Irish activist, historian, and journalist (1943–2008)

Nollaig Ó Gadhra (/ga/; 16 December 1943 – 13 August 2008) was an Irish-language activist, journalist and historian in Ireland. He was president of Conradh na Gaeilge from 2004 to 2005. He was also a founding member of Teilifís na Gaeilge.

==Early life==
Ó Gadhra was born on a family farm in Feenagh, County Limerick in 1943. His parents had returned to Ireland from the United States. He attended the Feenagh primary school before enrolling at the Scoil Mhuire secondary school in Dromcollogher and De La Salle residential school in Waterford.

Ó Gadhra studied at University College Cork, where he graduated with a bachelor's degree in Irish and History in 1966. He also earned a teaching diploma from UCC as well.

==Career==
Ó Gadhra relocated to Dublin following his graduation where he began reporting as a journalist for both broadcast and print media. He began working for as a reporter for the Irish language publication, Inniu in 1966. He also began working as a presenter and television producer at RTÉ's Irish language current affairs division. He moved to the United States for a few years, settling in Boston, where he briefly attended Harvard University.

He took a position as an information officer with Gaeltarra Éireann from 1970 until 1972. He then left and became a publicity manager for Ireland West Tourism, based in Galway, until 1974. He and his family relocated from Dublin to County Galway during this time period.

In 1974, Ó Gadhra became a lecturer of journalism, Irish language, communications, European studies and modern history at Galway Regional Technical College (now Galway-Mayo Institute of Technology. He continued to lecture at GMIT for the remainder of his career.

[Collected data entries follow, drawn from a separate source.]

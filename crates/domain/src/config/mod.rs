mod engine;
mod llm;
mod prompts;
mod server;
mod session;
mod speech;
mod vector;

pub use engine::*;
pub use llm::*;
pub use prompts::*;
pub use server::*;
pub use session::*;
pub use speech::*;
pub use vector::*;

use serde::{Deserialize, Serialize};
use std::fmt;

// ━━━━━━━━━━━━━━━━━━━━━━━━━━━━━━━━━━━━━━━━━━━━━━━━━━━━━━━━━━━━━━━━━━
// Top-level config
// ━━━━━━━━━━━━━━━━━━━━━━━━━━━━━━━━━━━━━━━━━━━━━━━━━━━━━━━━━━━━━━━━━━

#[derive(Debug, Clone, Serialize, Deserialize, Default)]
pub struct Config {
    #[serde(default)]
    pub server: ServerConfig,
    #[serde(default)]
    pub session: SessionConfig,
    #[serde(default)]
    pub llm: LlmConfig,
    #[serde(default)]
    pub vector: VectorConfig,
    #[serde(default)]
    pub engine: EngineConfig,
    #[serde(default)]
    pub prompts: PromptsConfig,
    #[serde(default)]
    pub speech: SpeechConfig,
}

// ━━━━━━━━━━━━━━━━━━━━━━━━━━━━━━━━━━━━━━━━━━━━━━━━━━━━━━━━━━━━━━━━━━
// Config validation
// ━━━━━━━━━━━━━━━━━━━━━━━━━━━━━━━━━━━━━━━━━━━━━━━━━━━━━━━━━━━━━━━━━━

/// Severity level for a configuration issue.
#[derive(Debug, Clone, Copy, PartialEq, Eq)]
pub enum ConfigSeverity {
    Error,
    Warning,
}

/// A single configuration validation issue.
#[derive(Debug, Clone)]
pub struct ConfigIssue {
    pub severity: ConfigSeverity,
    pub field: String,
    pub message: String,
}

impl fmt::Display for ConfigIssue {
    fn fmt(&self, f: &mut fmt::Formatter<'_>) -> fmt::Result {
        let tag = match self.severity {
            ConfigSeverity::Error => "ERROR",
            ConfigSeverity::Warning => "WARN",
        };
        write!(f, "[{tag}] {}: {}", self.field, self.message)
    }
}

impl Config {
    /// Validate structural constraints. Secrets are checked separately by
    /// [`Config::check_secrets`] because they live in the environment, not
    /// in the file.
    pub fn validate(&self) -> Vec<ConfigIssue> {
        let mut issues = Vec::new();
        let error = |field: &str, message: String| ConfigIssue {
            severity: ConfigSeverity::Error,
            field: field.into(),
            message,
        };
        let warn = |field: &str, message: String| ConfigIssue {
            severity: ConfigSeverity::Warning,
            field: field.into(),
            message,
        };

        if self.server.port == 0 {
            issues.push(error("server.port", "port must be greater than 0".into()));
        }
        if self.server.host.is_empty() {
            issues.push(error("server.host", "host must not be empty".into()));
        }
        if self.server.request_deadline_secs == 0 {
            issues.push(error(
                "server.request_deadline_secs",
                "request deadline must be greater than 0".into(),
            ));
        }

        for (field, url) in [
            ("llm.base_url", &self.llm.base_url),
            ("vector.base_url", &self.vector.base_url),
        ] {
            if url.is_empty() {
                issues.push(error(field, "base_url must not be empty".into()));
            } else if !url.starts_with("http://") && !url.starts_with("https://") {
                issues.push(error(
                    field,
                    format!("base_url must start with http:// or https:// (got \"{url}\")"),
                ));
            }
        }

        if !(0.0..=2.0).contains(&self.llm.temperature) {
            issues.push(error(
                "llm.temperature",
                format!("temperature must lie in [0, 2] (got {})", self.llm.temperature),
            ));
        }
        if self.llm.max_inflight == 0 {
            issues.push(error(
                "llm.max_inflight",
                "at least one in-flight completion must be allowed".into(),
            ));
        }
        if self.llm.timeout_secs == 0 {
            issues.push(error("llm.timeout_secs", "timeout must be greater than 0".into()));
        }

        if self.vector.top_k == 0 {
            issues.push(error("vector.top_k", "top_k must be greater than 0".into()));
        }
        if self.vector.top_k > 50 {
            issues.push(warn(
                "vector.top_k",
                format!("top_k of {} is unusually large", self.vector.top_k),
            ));
        }

        if self.engine.min_core_idea_chars == 0 {
            issues.push(warn(
                "engine.min_core_idea_chars",
                "a zero minimum accepts empty seed ideas".into(),
            ));
        }
        if !(0.0..=5.0).contains(&self.engine.depth_threshold) {
            issues.push(error(
                "engine.depth_threshold",
                format!(
                    "depth threshold must lie in [0, 5] (got {})",
                    self.engine.depth_threshold
                ),
            ));
        }

        if self.session.ttl_secs == 0 {
            issues.push(error("session.ttl_secs", "ttl must be greater than 0".into()));
        }
        if self.session.retention_secs < self.session.ttl_secs {
            issues.push(warn(
                "session.retention_secs",
                "retention shorter than the ttl purges sessions while still exportable".into(),
            ));
        }

        issues
    }

    /// Check that the required secrets are present in the environment.
    /// Only presence is reported; values are never echoed.
    pub fn check_secrets(&self) -> Vec<ConfigIssue> {
        self.check_secrets_with(|var| std::env::var(var).ok())
    }

    /// Injectable variant for tests.
    pub fn check_secrets_with(
        &self,
        lookup: impl Fn(&str) -> Option<String>,
    ) -> Vec<ConfigIssue> {
        let mut issues = Vec::new();
        let mut require = |field: &str, var: &str| {
            match lookup(var) {
                Some(v) if !v.is_empty() => {}
                _ => issues.push(ConfigIssue {
                    severity: ConfigSeverity::Error,
                    field: field.into(),
                    message: format!("required secret env var {var} is not set"),
                }),
            }
        };

        require("llm.api_key_env", &self.llm.api_key_env);
        require("vector.api_key_env", &self.vector.api_key_env);
        if self.speech.required {
            require("speech.api_key_env", &self.speech.api_key_env);
        }

        issues
    }
}

// ━━━━━━━━━━━━━━━━━━━━━━━━━━━━━━━━━━━━━━━━━━━━━━━━━━━━━━━━━━━━━━━━━━
// Tests
// ━━━━━━━━━━━━━━━━━━━━━━━━━━━━━━━━━━━━━━━━━━━━━━━━━━━━━━━━━━━━━━━━━━

#[cfg(test)]
mod tests {
    use super::*;

    #[test]
    fn default_config_validates_clean() {
        let config = Config::default();
        let errors: Vec<_> = config
            .validate()
            .into_iter()
            .filter(|i| i.severity == ConfigSeverity::Error)
            .collect();
        assert!(errors.is_empty(), "unexpected errors: {errors:?}");
    }

    #[test]
    fn empty_toml_yields_defaults() {
        let config: Config = toml::from_str("").unwrap();
        assert_eq!(config.session.ttl_secs, 86_400);
        assert_eq!(config.llm.max_retries, 3);
        assert_eq!(config.llm.max_inflight, 32);
        assert_eq!(config.vector.top_k, 5);
        assert_eq!(config.engine.hook_retries, 2);
        assert_eq!(config.engine.min_core_idea_chars, 10);
        assert!((config.engine.depth_threshold - 3.0).abs() < f32::EPSILON);
    }

    #[test]
    fn partial_toml_overrides_one_section() {
        let config: Config = toml::from_str(
            r#"
            [llm]
            temperature = 0.2
            max_retries = 5
            "#,
        )
        .unwrap();
        assert!((config.llm.temperature - 0.2).abs() < f32::EPSILON);
        assert_eq!(config.llm.max_retries, 5);
        // Untouched sections keep their defaults.
        assert_eq!(config.server.port, 8080);
    }

    #[test]
    fn bad_urls_are_rejected() {
        let mut config = Config::default();
        config.llm.base_url = "ftp://nope".into();
        let issues = config.validate();
        assert!(issues
            .iter()
            .any(|i| i.field == "llm.base_url" && i.severity == ConfigSeverity::Error));
    }

    #[test]
    fn out_of_range_depth_threshold_is_an_error() {
        let mut config = Config::default();
        config.engine.depth_threshold = 7.5;
        assert!(config
            .validate()
            .iter()
            .any(|i| i.field == "engine.depth_threshold"));
    }

    #[test]
    fn missing_secrets_are_reported_without_values() {
        let config = Config::default();
        let issues = config.check_secrets_with(|var| {
            (var == "LOOM_LLM_API_KEY").then(|| "sk-test".to_string())
        });
        assert_eq!(issues.len(), 1);
        assert_eq!(issues[0].field, "vector.api_key_env");
        assert!(!issues[0].message.contains("sk-test"));
    }

    #[test]
    fn optional_speech_secret_only_required_when_flagged() {
        let mut config = Config::default();
        let all_present = |var: &str| {
            matches!(var, "LOOM_LLM_API_KEY" | "LOOM_VECTOR_API_KEY").then(|| "x".to_string())
        };
        assert!(config.check_secrets_with(all_present).is_empty());

        config.speech.required = true;
        let issues = config.check_secrets_with(all_present);
        assert_eq!(issues.len(), 1);
        assert_eq!(issues[0].field, "speech.api_key_env");
    }
}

He was a founding member of Teilifís na Gaeilge in 1994, an Irish-language television station now known as TG4. He contributed to news and current affairs programs on TG4, including Seacht Lá. His daughter has also presented the show since 2018. Ó Gadhra also continued to work as a correspondent for newspapers and magazines throughout Ireland including the Limerick Leader.

He authored several important academic works, including biographies of Edmund Ignatius Rice, Mahatma Gandhi, Mayor of Chicago Richard J. Daley and John Boyle O'Reilly, many of which were written in Irish. Ó Gadhra's Irish-language biography of Richard Daley is considered to be one of the most thorough and comprehensive biographies ever written in the language, according to his successor as president of Conradh na Gaeilge, Daithí Mac Carthaigh. He also wrote a landmark book on the First Dáil which is regarded by some as an authoritative history on the subject.

For years, he was one of the only authors who contributed works to Irish language literary genre. Much of his journalistic writings, short stories, poems and books were written exclusively in Irish, before later being translated into English.

==Death==
Ó Gadhra died on 13 August 2008, at the age of 64 at his home in Furbo, in Connemara. His funeral mass was held at Furbo Parish Church. He was survived by his wife, Mairín, and three children.

The Taoiseach Brian Cowen paid tribute to Ó Gadhra saying, "He was a proud Irishman who always stood strong on behalf of Irish culture. He was also an eminent historian who contributed much to our understanding of modern Ireland." Minister for Community, Rural and Gaeltacht Affairs Éamon Ó Cuív also reacted, "I had known Nollaig for many years, was in regular contact with him. He was always ready to share his knowledge and his ideas."

A book was launched in his memory in late 2017 by his eldest daughter.